[[ Records provided open ]]
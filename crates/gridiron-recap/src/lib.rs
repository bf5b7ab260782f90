//! Weekly recap generation: point-in-time snapshots, prompt building,
//! text generation and video rendering.

pub mod config;
pub mod prompt;
pub mod snapshot;
pub mod store;
pub mod textgen;
pub mod video;

use std::sync::Arc;

use chrono::Utc;
use gridiron_core::{RecapRecord, WeekKey};
use serde::{Deserialize, Serialize};
use sqlx::PgPool;
use thiserror::Error;
use tokio_util::sync::CancellationToken;
use tracing::info;

pub use config::RecapConfig;
pub use prompt::{build_recap_prompt, system_prompt, RecapPrompt};
pub use snapshot::{assemble_snapshot, build_snapshot, RecapSnapshot, SnapshotSource};
pub use store::{PgRecapStore, RecapStore};
pub use textgen::{ChatCompletionClient, TextGenError, TextGenerator};
pub use video::{
    Avatar, HttpVideoProvider, PollPolicy, VideoError, VideoJobSupervisor, VideoOutcome, VideoProvider,
    VideoRequest, VideoStatus, VideoStatusSink, Voice,
};

#[derive(Debug, Error)]
pub enum RecapError {
    #[error("{0} is not configured")]
    NotConfigured(&'static str),
    #[error("no recap stored for {0}")]
    MissingRecap(WeekKey),
    #[error(transparent)]
    TextGen(#[from] TextGenError),
    #[error(transparent)]
    Video(#[from] VideoError),
    #[error(transparent)]
    Other(#[from] anyhow::Error),
}

#[derive(Debug, Clone, PartialEq, Deserialize)]
pub struct VideoOptions {
    pub avatar_id: String,
    pub voice_id: String,
    #[serde(default)]
    pub title: Option<String>,
}

#[derive(Debug, Clone, PartialEq, Serialize)]
pub struct StartedVideo {
    pub video_id: String,
    pub season_year: i32,
    pub week: i32,
}

struct VideoBackend {
    provider: Arc<dyn VideoProvider>,
    supervisor: VideoJobSupervisor,
}

/// Snapshot, text and video operations over injected backends. Text and
/// video providers are optional; calls that need a missing one fail with
/// [`RecapError::NotConfigured`].
pub struct RecapService {
    source: Arc<dyn SnapshotSource>,
    store: Arc<dyn RecapStore>,
    textgen: Option<Arc<dyn TextGenerator>>,
    video: Option<VideoBackend>,
}

impl RecapService {
    pub fn new(source: Arc<dyn SnapshotSource>, store: Arc<dyn RecapStore>) -> Self {
        Self {
            source,
            store,
            textgen: None,
            video: None,
        }
    }

    pub fn with_text_generator(mut self, textgen: Arc<dyn TextGenerator>) -> Self {
        self.textgen = Some(textgen);
        self
    }

    pub fn with_video(
        mut self,
        provider: Arc<dyn VideoProvider>,
        sink: Arc<dyn VideoStatusSink>,
        policy: PollPolicy,
    ) -> Self {
        let supervisor = VideoJobSupervisor::new(Arc::clone(&provider), sink, policy);
        self.video = Some(VideoBackend { provider, supervisor });
        self
    }

    /// Postgres-backed service with whichever providers `config` enables.
    pub fn postgres(pool: PgPool, config: &RecapConfig) -> Result<Self, RecapError> {
        let store = Arc::new(PgRecapStore::new(pool));
        let mut service = Self::new(store.clone(), store.clone());
        if let Some((base_url, key)) = config.textgen() {
            let client = ChatCompletionClient::new(base_url, key, config.textgen_model.clone(), config.http_timeout)?;
            service = service.with_text_generator(Arc::new(client));
        }
        if let Some((base_url, key)) = config.video() {
            let provider = HttpVideoProvider::new(base_url, key, config.http_timeout)?;
            service = service.with_video(Arc::new(provider), store, config.poll);
        }
        Ok(service)
    }

    pub async fn snapshot(&self, target: WeekKey) -> Result<RecapSnapshot, RecapError> {
        Ok(assemble_snapshot(self.source.as_ref(), target).await?)
    }

    /// Build the snapshot, ask the text generator for a recap and store
    /// the returned text unchanged.
    pub async fn generate_recap(&self, target: WeekKey) -> Result<RecapRecord, RecapError> {
        let textgen = self.textgen.as_ref().ok_or(RecapError::NotConfigured("text generation"))?;
        let snapshot = self.snapshot(target).await?;
        let prompt = build_recap_prompt(&snapshot);
        let recap_text = textgen.generate(&prompt).await?;
        let recap = RecapRecord {
            season_year: target.season_year,
            week: target.week,
            recap_text,
            generated_at: Utc::now(),
        };
        self.store.save_recap(&recap, textgen.model()).await?;
        info!(%target, model = textgen.model(), chars = recap.recap_text.len(), "stored weekly recap");
        Ok(recap)
    }

    /// Submit the stored recap as a video script and start polling in the
    /// background. Returns once the provider has accepted the job.
    pub async fn start_video(&self, target: WeekKey, options: VideoOptions) -> Result<StartedVideo, RecapError> {
        let backend = self.video.as_ref().ok_or(RecapError::NotConfigured("video generation"))?;
        let recap = self
            .store
            .recap_for(target)
            .await?
            .ok_or(RecapError::MissingRecap(target))?;
        let request = VideoRequest {
            script: recap.recap_text,
            avatar_id: options.avatar_id,
            voice_id: options.voice_id,
            title: options
                .title
                .or_else(|| Some(format!("Season {} Week {} Recap", target.season_year, target.week))),
        };
        let video_id = backend.provider.submit(&request).await?;
        self.store.register_video(target, &video_id).await?;
        info!(%target, %video_id, "video job submitted");
        drop(backend.supervisor.spawn(video_id.clone()));
        Ok(StartedVideo {
            video_id,
            season_year: target.season_year,
            week: target.week,
        })
    }

    pub async fn avatars(&self) -> Result<Vec<Avatar>, RecapError> {
        let backend = self.video.as_ref().ok_or(RecapError::NotConfigured("video generation"))?;
        Ok(backend.provider.avatars().await?)
    }

    pub async fn voices(&self) -> Result<Vec<Voice>, RecapError> {
        let backend = self.video.as_ref().ok_or(RecapError::NotConfigured("video generation"))?;
        Ok(backend.provider.voices().await?)
    }

    /// Token that stops every background video poll when cancelled.
    pub fn shutdown_token(&self) -> Option<CancellationToken> {
        self.video.as_ref().map(|backend| backend.supervisor.shutdown_token())
    }
}

#[cfg(test)]
mod tests {
    use super::*;
    use crate::snapshot::{GameRow, RosterScoreRow};
    use async_trait::async_trait;
    use std::collections::BTreeMap;
    use std::sync::Mutex;
    use std::time::Duration;

    #[derive(Default)]
    struct MemoryRecaps {
        games: Vec<GameRow>,
        recaps: Mutex<BTreeMap<WeekKey, (RecapRecord, String)>>,
        videos: Mutex<Vec<(WeekKey, String)>>,
        outcomes: Mutex<Vec<VideoOutcome>>,
    }

    #[async_trait]
    impl SnapshotSource for MemoryRecaps {
        async fn games_through(&self, target: WeekKey) -> anyhow::Result<Vec<GameRow>> {
            Ok(self.games.iter().filter(|g| g.key() <= target).cloned().collect())
        }

        async fn roster_scores(&self, _target: WeekKey) -> anyhow::Result<Vec<RosterScoreRow>> {
            Ok(Vec::new())
        }

        async fn recaps_before(&self, target: WeekKey, limit: usize) -> anyhow::Result<Vec<RecapRecord>> {
            let recaps = self.recaps.lock().unwrap();
            Ok(recaps
                .range(..target)
                .rev()
                .take(limit)
                .map(|(_, (recap, _))| recap.clone())
                .collect())
        }
    }

    #[async_trait]
    impl RecapStore for MemoryRecaps {
        async fn save_recap(&self, recap: &RecapRecord, model: &str) -> anyhow::Result<()> {
            self.recaps.lock().unwrap().insert(
                WeekKey::new(recap.season_year, recap.week),
                (recap.clone(), model.to_string()),
            );
            Ok(())
        }

        async fn recap_for(&self, target: WeekKey) -> anyhow::Result<Option<RecapRecord>> {
            Ok(self.recaps.lock().unwrap().get(&target).map(|(r, _)| r.clone()))
        }

        async fn register_video(&self, target: WeekKey, video_id: &str) -> anyhow::Result<()> {
            self.videos.lock().unwrap().push((target, video_id.to_string()));
            Ok(())
        }
    }

    #[async_trait]
    impl VideoStatusSink for MemoryRecaps {
        async fn record_attempt(&self, _video_id: &str, _attempt: u32, _status: &VideoStatus) -> anyhow::Result<()> {
            Ok(())
        }

        async fn record_outcome(&self, _video_id: &str, outcome: &VideoOutcome) -> anyhow::Result<()> {
            self.outcomes.lock().unwrap().push(outcome.clone());
            Ok(())
        }
    }

    struct EchoGenerator {
        prompts: Mutex<Vec<RecapPrompt>>,
    }

    #[async_trait]
    impl TextGenerator for EchoGenerator {
        fn model(&self) -> &str {
            "echo-1"
        }

        async fn generate(&self, prompt: &RecapPrompt) -> Result<String, TextGenError> {
            self.prompts.lock().unwrap().push(prompt.clone());
            Ok("  Alice rolled Bob.\n".to_string())
        }
    }

    struct InstantVideo {
        scripts: Mutex<Vec<VideoRequest>>,
    }

    #[async_trait]
    impl VideoProvider for InstantVideo {
        async fn submit(&self, request: &VideoRequest) -> Result<String, VideoError> {
            self.scripts.lock().unwrap().push(request.clone());
            Ok("vid-42".into())
        }

        async fn status(&self, _video_id: &str) -> Result<VideoStatus, VideoError> {
            Ok(VideoStatus::Completed {
                video_url: Some("https://cdn.example/vid-42.mp4".into()),
            })
        }

        async fn avatars(&self) -> Result<Vec<Avatar>, VideoError> {
            Ok(vec![Avatar {
                avatar_id: "coach".into(),
                avatar_name: None,
                preview_image_url: None,
            }])
        }

        async fn voices(&self) -> Result<Vec<Voice>, VideoError> {
            Ok(Vec::new())
        }
    }

    fn memory() -> Arc<MemoryRecaps> {
        Arc::new(MemoryRecaps {
            games: vec![GameRow {
                season_year: 2024,
                week: 1,
                manager1_id: 1,
                manager1_name: "Alice".into(),
                manager2_id: 2,
                manager2_name: "Bob".into(),
                score1: 120.0,
                score2: 80.0,
                is_playoff: false,
            }],
            ..MemoryRecaps::default()
        })
    }

    fn options() -> VideoOptions {
        VideoOptions {
            avatar_id: "coach".into(),
            voice_id: "deep".into(),
            title: None,
        }
    }

    #[tokio::test]
    async fn recap_text_is_stored_verbatim() {
        let store = memory();
        let generator = Arc::new(EchoGenerator {
            prompts: Mutex::new(Vec::new()),
        });
        let service = RecapService::new(store.clone(), store.clone()).with_text_generator(generator.clone());

        let target = WeekKey::new(2024, 1);
        let recap = service.generate_recap(target).await.unwrap();
        assert_eq!(recap.recap_text, "  Alice rolled Bob.\n");

        let saved = store.recaps.lock().unwrap();
        let (stored, model) = saved.get(&target).unwrap();
        assert_eq!(stored.recap_text, "  Alice rolled Bob.\n");
        assert_eq!(model, "echo-1");
        assert!(generator.prompts.lock().unwrap()[0].context.contains("Alice 120.00 vs Bob 80.00"));
    }

    #[tokio::test]
    async fn missing_providers_are_reported() {
        let store = memory();
        let service = RecapService::new(store.clone(), store);
        let target = WeekKey::new(2024, 1);
        assert!(matches!(
            service.generate_recap(target).await,
            Err(RecapError::NotConfigured("text generation"))
        ));
        assert!(matches!(service.avatars().await, Err(RecapError::NotConfigured(_))));
        assert!(service.shutdown_token().is_none());
    }

    #[tokio::test]
    async fn video_requires_a_stored_recap() {
        let store = memory();
        let provider = Arc::new(InstantVideo {
            scripts: Mutex::new(Vec::new()),
        });
        let policy = PollPolicy {
            interval: Duration::from_millis(1),
            max_attempts: 3,
        };
        let service = RecapService::new(store.clone(), store.clone()).with_video(provider.clone(), store.clone(), policy);
        let target = WeekKey::new(2024, 1);

        assert!(matches!(
            service.start_video(target, options()).await,
            Err(RecapError::MissingRecap(key)) if key == target
        ));

        store
            .save_recap(
                &RecapRecord {
                    season_year: 2024,
                    week: 1,
                    recap_text: "Script body".into(),
                    generated_at: Utc::now(),
                },
                "echo-1",
            )
            .await
            .unwrap();
        let started = service.start_video(target, options()).await.unwrap();
        assert_eq!(started.video_id, "vid-42");
        assert_eq!(*store.videos.lock().unwrap(), vec![(target, "vid-42".to_string())]);

        let submitted = provider.scripts.lock().unwrap()[0].clone();
        assert_eq!(submitted.script, "Script body");
        assert_eq!(submitted.title.as_deref(), Some("Season 2024 Week 1 Recap"));

        for _ in 0..200 {
            if !store.outcomes.lock().unwrap().is_empty() {
                break;
            }
            tokio::time::sleep(Duration::from_millis(5)).await;
        }
        assert_eq!(
            *store.outcomes.lock().unwrap(),
            vec![VideoOutcome::Completed {
                video_url: Some("https://cdn.example/vid-42.mp4".into()),
                attempts: 1
            }]
        );
        assert_eq!(service.avatars().await.unwrap()[0].avatar_id, "coach");
    }
}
[[ Records provided closed ]]
Look through the material above for the string "title" and copy each line that has it.

* [Answer to this exercise]:
    pub title: Option<String>,
            title: options
                .title
            title: None,
        assert_eq!(submitted.title.as_deref(), Some("Season 2024 Week 1 Recap"));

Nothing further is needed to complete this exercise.